LONDON – As the world marks 100 years since the end of the World War I, historians believe recognizing the contribution of Muslims in the British army can help tackle contemporary issues such as Islamophobia and rise of far-right.
“Muslim soldiers have been forgotten about over time,” Hayyan Bhabha, from the Muslim Experience, told The BBC.
“The core far-right narrative is that Muslims have never done anything for us.
“Well, actually, with facts that are over 100 years old, we can say Muslims fought and died for the history and security of Europe.”
A research by Dr. Islam Issa, Lecturer in English Literature at Birmingham City University, proved that 1.5 million Indians and 280,000 Algerians, Moroccans and Tunisians fought for the Allies during the war, as well as soldiers recruited from other parts of Africa.
Nearly 3.7 million tons of supplies and more than 170,000 animals were shipped from India to support the war effort.
In the Muslim Experience, Bhabha and others are working to highlight the global contribution of Muslim soldiers to World War One, saying that raising awareness could silence anti-Muslim rhetoric by far-right groups in Britain today.
“Accessing archives from 19 countries, we have discovered that more than four million Muslims either fought or served as laborers during the War, from around the world,” he said.

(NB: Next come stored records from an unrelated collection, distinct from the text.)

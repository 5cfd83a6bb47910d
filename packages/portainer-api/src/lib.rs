//! Portainer API Library
//!
//! This crate provides a small client for the Portainer management API:
//! authentication, endpoint resolution and stack creation/update.

pub mod adapter;
pub mod client;
pub mod error;
pub mod models;

// Re-exports for convenience
pub use adapter::StackApi;
pub use client::PortainerClient;
pub use error::{Error, Result};
pub use models::{Endpoint, EnvVar, RepositoryCredentials, RepositorySource, Stack};
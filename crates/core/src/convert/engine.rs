//! Conversion engine entry points.
//!
//! The engine is a pure function of its inputs: no I/O, no logging and no
//! shared mutable state, so it can be called from any thread.

use convertly_shared::Category;
use rust_decimal::Decimal;

use super::error::ConversionError;
use super::format::try_format;
use super::formula::Formula;
use super::input::parse_quantity;
use super::outcome::ConversionOutcome;

/// A single conversion request as supplied by a host.
#[derive(Debug, Clone, PartialEq, Eq)]
pub struct ConversionRequest {
    /// Category identifier, e.g. `"weight"`.
    pub category: String,
    /// Source unit identifier.
    pub from_unit: String,
    /// Target unit identifier.
    pub to_unit: String,
    /// Raw numeric text.
    pub raw_input: String,
}

impl ConversionRequest {
    /// Creates a request.
    #[must_use]
    pub fn new(
        category: impl Into<String>,
        from_unit: impl Into<String>,
        to_unit: impl Into<String>,
        raw_input: impl Into<String>,
    ) -> Self {
        Self {
            category: category.into(),
            from_unit: from_unit.into(),
            to_unit: to_unit.into(),
            raw_input: raw_input.into(),
        }
    }

    /// Consumes the request and returns the formatted result.
    ///
    /// # Errors
    ///
    /// Returns a [`ConversionError`] when any input is invalid.
    pub fn execute(self) -> Result<String, ConversionError> {
        convert(&self.category, &self.from_unit, &self.to_unit, &self.raw_input)
    }

    /// Consumes the request and returns the boundary outcome.
    #[must_use]
    pub fn outcome(self) -> ConversionOutcome {
        self.execute().into()
    }
}

/// Converts `raw_input` from `from_unit` to `to_unit` within `category`.
///
/// The result is rendered with exactly two fraction digits.
///
/// # Errors
///
/// Returns a [`ConversionError`] when the input is empty or not a number, the
/// category is unknown, either unit is unknown, or the result overflows.
///
/// # Example
///
/// ```
/// use convertly_core::convert::convert;
///
/// assert_eq!(convert("weight", "kg", "lb", "10").unwrap(), "22.05");
/// assert!(convert("weight", "kg", "stone", "10").is_err());
/// ```
pub fn convert(
    category: &str,
    from_unit: &str,
    to_unit: &str,
    raw_input: &str,
) -> Result<String, ConversionError> {
    convert_exact(category, from_unit, to_unit, raw_input).and_then(try_format)
}

/// Same as [`convert`] but returns the unrounded value.
///
/// Checks run in order: raw input, category, source unit, target unit.
///
/// # Errors
///
/// See [`convert`].
pub fn convert_exact(
    category: &str,
    from_unit: &str,
    to_unit: &str,
    raw_input: &str,
) -> Result<Decimal, ConversionError> {
    let value = parse_quantity(raw_input)?;
    let category: Category = category
        .parse()
        .map_err(|_| ConversionError::UnknownCategory(category.to_string()))?;

    Formula::for_category(category).apply(category, from_unit, to_unit, value)
}
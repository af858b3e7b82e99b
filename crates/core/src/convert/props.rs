//! Property-based tests for the conversion engine.
//!
//! - Identity: converting a unit to itself preserves the value
//! - Round-trip: A -> B -> A returns the original value
//! - Temperature round-trip through formatted strings
//! - Malformed input is always rejected, never panics

use convertly_shared::Category;
use proptest::prelude::*;
use rust_decimal::Decimal;
use rust_decimal_macros::dec;

use super::catalog::units;
use super::engine::{convert, convert_exact};
use super::error::ConversionError;
use super::format::try_format;

/// Strategy to generate amounts with two decimals (-1,000,000.00 to 1,000,000.00).
fn amount() -> impl Strategy<Value = Decimal> {
    (-100_000_000i64..100_000_000i64).prop_map(|cents| Decimal::new(cents, 2))
}

/// Strategy to pick a linear category (ratio or inverted ratio).
fn linear_category() -> impl Strategy<Value = Category> {
    prop::sample::select(vec![
        Category::Weight,
        Category::Length,
        Category::Currency,
        Category::Area,
    ])
}

/// Strategy to pick a linear category together with two of its units.
fn linear_unit_pair() -> impl Strategy<Value = (Category, &'static str, &'static str)> {
    linear_category().prop_flat_map(|category| {
        let ids = units(category);
        (
            Just(category),
            prop::sample::select(ids.clone()),
            prop::sample::select(ids),
        )
    })
}

proptest! {
    #![proptest_config(ProptestConfig::with_cases(200))]

    /// Converting any unit of a linear category to itself preserves the value.
    #[test]
    fn prop_identity(
        (category, unit, _) in linear_unit_pair(),
        value in amount(),
    ) {
        let result = convert(category.as_str(), unit, unit, &value.to_string()).unwrap();
        prop_assert_eq!(result, try_format(value).unwrap());
    }

    /// Converting A -> B -> A returns the original value within 0.01.
    #[test]
    fn prop_round_trip(
        (category, a, b) in linear_unit_pair(),
        value in amount(),
    ) {
        let there = convert_exact(category.as_str(), a, b, &value.to_string()).unwrap();
        let back = convert_exact(category.as_str(), b, a, &there.to_string()).unwrap();
        prop_assert!(
            (back - value).abs() <= dec!(0.01),
            "{} {} -> {} -> {}: {} became {}", category, value, b, a, there, back
        );
    }

    /// Celsius -> Fahrenheit -> Celsius through formatted strings stays within 0.01.
    #[test]
    fn prop_temperature_round_trip(value in amount()) {
        let fahrenheit = convert("temperature", "C", "F", &value.to_string()).unwrap();
        let celsius = convert("temperature", "F", "C", &fahrenheit).unwrap();
        let celsius: Decimal = celsius.parse().unwrap();
        prop_assert!((celsius - value).abs() <= dec!(0.01));
    }

    /// Results always have exactly two fraction digits.
    #[test]
    fn prop_two_fraction_digits(
        (category, a, b) in linear_unit_pair(),
        value in amount(),
    ) {
        let result = convert(category.as_str(), a, b, &value.to_string()).unwrap();
        let (_, fraction) = result.split_once('.').unwrap();
        prop_assert_eq!(fraction.len(), 2);
    }

    /// Conversion is deterministic.
    #[test]
    fn prop_deterministic(
        (category, a, b) in linear_unit_pair(),
        value in amount(),
    ) {
        let first = convert(category.as_str(), a, b, &value.to_string());
        let second = convert(category.as_str(), a, b, &value.to_string());
        prop_assert_eq!(first, second);
    }

    /// Text with letters other than an exponent marker is never a number.
    #[test]
    fn prop_rejects_garbage(
        (category, a, b) in linear_unit_pair(),
        garbage in "[a-df-zA-DF-Z%$#]{1,8}",
        prefix in prop::option::of(0u32..1000),
    ) {
        let raw = match prefix {
            Some(n) => format!("{n}{garbage}"),
            None => garbage,
        };
        let result = convert(category.as_str(), a, b, &raw);
        prop_assert!(matches!(result, Err(ConversionError::NotANumber(_))));
    }

    /// Arbitrary input never panics; it either converts or is rejected.
    #[test]
    fn prop_never_panics(
        category in "\\PC{0,12}",
        from in "\\PC{0,12}",
        to in "\\PC{0,12}",
        raw in "\\PC{0,24}",
    ) {
        let _ = convert(&category, &from, &to, &raw);
    }
}

#[cfg(test)]
mod unit_tests {
    use super::*;

    #[test]
    fn test_every_linear_pair_round_trips_fixed_value() {
        for category in [Category::Weight, Category::Length, Category::Currency, Category::Area] {
            for a in units(category) {
                for b in units(category) {
                    let there = convert_exact(category.as_str(), a, b, "123.45").unwrap();
                    let back = convert_exact(category.as_str(), b, a, &there.to_string()).unwrap();
                    assert!((back - dec!(123.45)).abs() <= dec!(0.01), "{category} {a} {b}");
                }
            }
        }
    }
}
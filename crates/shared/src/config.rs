//! Application configuration management.

use serde::Deserialize;

/// Environment variable prefix for configuration overrides.
pub const ENV_PREFIX: &str = "CONVERTLY";

/// Application configuration.
#[derive(Debug, Clone, Default, Deserialize)]
#[serde(default)]
pub struct AppConfig {
    /// Logging configuration.
    pub log: LogConfig,
    /// Output configuration.
    pub output: OutputConfig,
}

/// Logging configuration.
#[derive(Debug, Clone, Deserialize)]
#[serde(default)]
pub struct LogConfig {
    /// `tracing` filter directive, used when `RUST_LOG` is unset.
    pub filter: String,
    /// Log line format.
    pub format: LogFormat,
}

impl Default for LogConfig {
    fn default() -> Self {
        Self {
            filter: "convertly=info".to_string(),
            format: LogFormat::Pretty,
        }
    }
}

/// Log line format.
#[derive(Debug, Clone, Copy, Default, PartialEq, Eq, Deserialize)]
#[serde(rename_all = "lowercase")]
pub enum LogFormat {
    /// Human readable output.
    #[default]
    Pretty,
    /// One JSON object per line.
    Json,
}

/// Output configuration.
#[derive(Debug, Clone, Default, Deserialize)]
#[serde(default)]
pub struct OutputConfig {
    /// Print JSON instead of plain text by default.
    pub json: bool,
}

impl AppConfig {
    /// Loads configuration from config files and the environment.
    ///
    /// Sources, lowest priority first: `config/default.toml`,
    /// `config/{RUN_MODE}.toml` and `CONVERTLY__*` environment variables.
    ///
    /// # Errors
    ///
    /// Returns an error if configuration cannot be loaded.
    pub fn load() -> Result<Self, config::ConfigError> {
        let run_mode = std::env::var("RUN_MODE").unwrap_or_else(|_| "development".to_string());
        Self::load_from("config", &run_mode)
    }

    /// Loads configuration from files in `dir` for the given run mode.
    ///
    /// # Errors
    ///
    /// Returns an error if a present source cannot be parsed.
    pub fn load_from(dir: &str, run_mode: &str) -> Result<Self, config::ConfigError> {
        let config = config::Config::builder()
            .add_source(config::File::with_name(&format!("{dir}/default")).required(false))
            .add_source(config::File::with_name(&format!("{dir}/{run_mode}")).required(false))
            .add_source(
                config::Environment::with_prefix(ENV_PREFIX)
                    .separator("__")
                    .try_parsing(true),
            )
            .build()?;

        config.try_deserialize()
    }
}
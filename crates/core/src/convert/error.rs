//! Conversion error types.

use convertly_shared::Category;
use thiserror::Error;

/// Reason a conversion request was rejected.
///
/// Every cause is reported to callers as [`ErrorKind::InvalidInput`]; the
/// variants only exist so hosts can log what went wrong.
#[derive(Debug, Clone, PartialEq, Eq, Error)]
pub enum ConversionError {
    /// The raw input was empty or only whitespace.
    #[error("Input is empty")]
    EmptyInput,

    /// The raw input is not a plain decimal number.
    #[error("Input is not a number: {0}")]
    NotANumber(String),

    /// The category identifier is not known.
    #[error("Unknown category: {0}")]
    UnknownCategory(String),

    /// The unit does not exist in the category's table.
    #[error("Unknown unit '{unit}' for category {category}")]
    UnknownUnit {
        /// Category that was searched.
        category: Category,
        /// Unit identifier as supplied.
        unit: String,
    },

    /// The input or the result does not fit the decimal range.
    #[error("Value is out of range")]
    Overflow,
}

/// Error kind reported across the engine boundary.
#[derive(Debug, Clone, Copy, PartialEq, Eq)]
pub enum ErrorKind {
    /// The request could not be converted.
    InvalidInput,
}

impl ConversionError {
    /// Returns the reported error kind. Always [`ErrorKind::InvalidInput`].
    #[must_use]
    pub const fn kind(&self) -> ErrorKind {
        match self {
            Self::EmptyInput
            | Self::NotANumber(_)
            | Self::UnknownCategory(_)
            | Self::UnknownUnit { .. }
            | Self::Overflow => ErrorKind::InvalidInput,
        }
    }
}

impl From<ConversionError> for convertly_shared::AppError {
    fn from(err: ConversionError) -> Self {
        Self::InvalidInput(err.to_string())
    }
}
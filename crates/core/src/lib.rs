//! Core conversion logic for Convertly.
//!
//! This crate contains the pure conversion engine with ZERO I/O dependencies.
//! Rate tables, formula dispatch, input parsing and result formatting live
//! here.
//!
//! # Modules
//!
//! - `convert` - Unit conversion engine and category catalog

pub mod convert;
//! Strict numeric input parsing.
//!
//! Accepted grammar, after trimming surrounding ASCII whitespace:
//!
//! ```text
//! [+-]? (digits ["." digits] | "." digits) ([eE] [+-]? digits)?
//! ```
//!
//! Parsing is locale independent. Thousands separators, decimal commas,
//! `NaN`, `Infinity` and trailing characters are rejected.

use once_cell::sync::Lazy;
use regex::Regex;
use rust_decimal::Decimal;
use std::str::FromStr;

use super::error::ConversionError;

static NUMBER: Lazy<Regex> = Lazy::new(|| {
    Regex::new(r"^(?P<sign>[+-]?)(?P<int>[0-9]*)(?:\.(?P<frac>[0-9]+))?(?:[eE](?P<exp>[+-]?[0-9]+))?$")
        .expect("number pattern is valid")
});

/// Most significant digits a `Decimal` mantissa can hold.
const MAX_DIGITS: i128 = 29;

/// Most fraction digits a `Decimal` can hold.
const MAX_SCALE: i128 = 28;

/// Parses a raw input string into a decimal quantity.
///
/// # Errors
///
/// Returns `EmptyInput` for blank input, `NotANumber` when the text does not
/// follow the grammar and `Overflow` when the number is outside the decimal
/// range.
pub fn parse_quantity(raw: &str) -> Result<Decimal, ConversionError> {
    let trimmed = raw.trim_matches(|c: char| c.is_ascii_whitespace());
    if trimmed.is_empty() {
        return Err(ConversionError::EmptyInput);
    }

    let not_a_number = || ConversionError::NotANumber(trimmed.to_string());
    let captures = NUMBER.captures(trimmed).ok_or_else(not_a_number)?;

    let int = &captures["int"];
    let frac = captures.name("frac").map_or("", |m| m.as_str());
    if int.is_empty() && frac.is_empty() {
        return Err(not_a_number());
    }

    let joined = format!("{int}{frac}");
    let digits = joined.trim_start_matches('0');
    if digits.is_empty() {
        return Ok(Decimal::ZERO);
    }

    let exp = match captures.name("exp") {
        None => 0,
        Some(exp) => match exp.as_str().parse::<i128>() {
            Ok(exp) => exp,
            Err(_) if exp.as_str().starts_with('-') => return Ok(Decimal::ZERO),
            Err(_) => return Err(ConversionError::Overflow),
        },
    };

    // value = digits * 10^-scale
    let scale = text_len(frac).saturating_sub(exp);
    let text = place_decimal_point(digits, scale)?;
    let mut value = Decimal::from_str(&text).map_err(|_| ConversionError::Overflow)?;
    if &captures["sign"] == "-" {
        value.set_sign_negative(true);
    }

    Ok(value)
}

fn text_len(text: &str) -> i128 {
    i128::try_from(text.len()).unwrap_or(i128::MAX)
}

/// Renders `digits * 10^-scale` in plain notation.
///
/// Values below the smallest representable magnitude render as `"0"`.
fn place_decimal_point(digits: &str, scale: i128) -> Result<String, ConversionError> {
    let len = text_len(digits);

    if scale <= 0 {
        let zeros = scale.unsigned_abs();
        let width = i128::try_from(zeros).map_or(i128::MAX, |zeros| len.saturating_add(zeros));
        if width > MAX_DIGITS {
            return Err(ConversionError::Overflow);
        }
        let zeros = usize::try_from(zeros).map_err(|_| ConversionError::Overflow)?;
        return Ok(format!("{digits}{}", "0".repeat(zeros)));
    }

    if scale - len > MAX_SCALE {
        return Ok("0".to_string());
    }

    let scale = usize::try_from(scale).map_err(|_| ConversionError::Overflow)?;
    if scale >= digits.len() {
        Ok(format!("0.{}{digits}", "0".repeat(scale - digits.len())))
    } else {
        let (whole, fraction) = digits.split_at(digits.len() - scale);
        Ok(format!("{whole}.{fraction}"))
    }
}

Telling stories of forgotten Muslim soldiers, these groups work also to urge more British Muslims to find a personal link with World War One.
Dr. Irfan Malik, a GP in Nottingham, discovered in a conversation with a patient that two of his great-grandfathers had fought for Britain.
“One of my patients is a researcher of Commonwealth contribution to World War One and I told him about a village in modern-day Pakistan where I’m from that has a cannon commemorating the Great War,” he said.
“From that point four years ago, my journey began and I found out my two great-grandparents fought for Britain.
“I’m very fortunate to have images from 100 years ago. It means a huge amount to me. It’s made me feel more British as we have this shared history in common and I believe it helps community cohesion.”
A study by think tank British Future found just 22% of people in Britain knew Muslims had fought in the Great War.
Steve Ballinger, from British Future, says: “Finding out that Muslim soldiers fought and died for Britain to protect us and to protect the freedoms we enjoy today, that’s an important history for everyone to know.”
Luc Ferrier, the Belgian founder of the NGO Forgotten Heroes, the umbrella group for the Muslim Experience, headed a research team delving private archives in 19 countries for stories of Muslim soldiers in WWI.
“If the world really wants to reach out to the international Muslim community, then they need to know the enormous contribution these people have made, fighting a war none of their making,” he said.
“Only by recognizing and honoring the global Muslim sacrifices, not only these of the British colonies, we are reaching out to them and saying a genuine thank you.”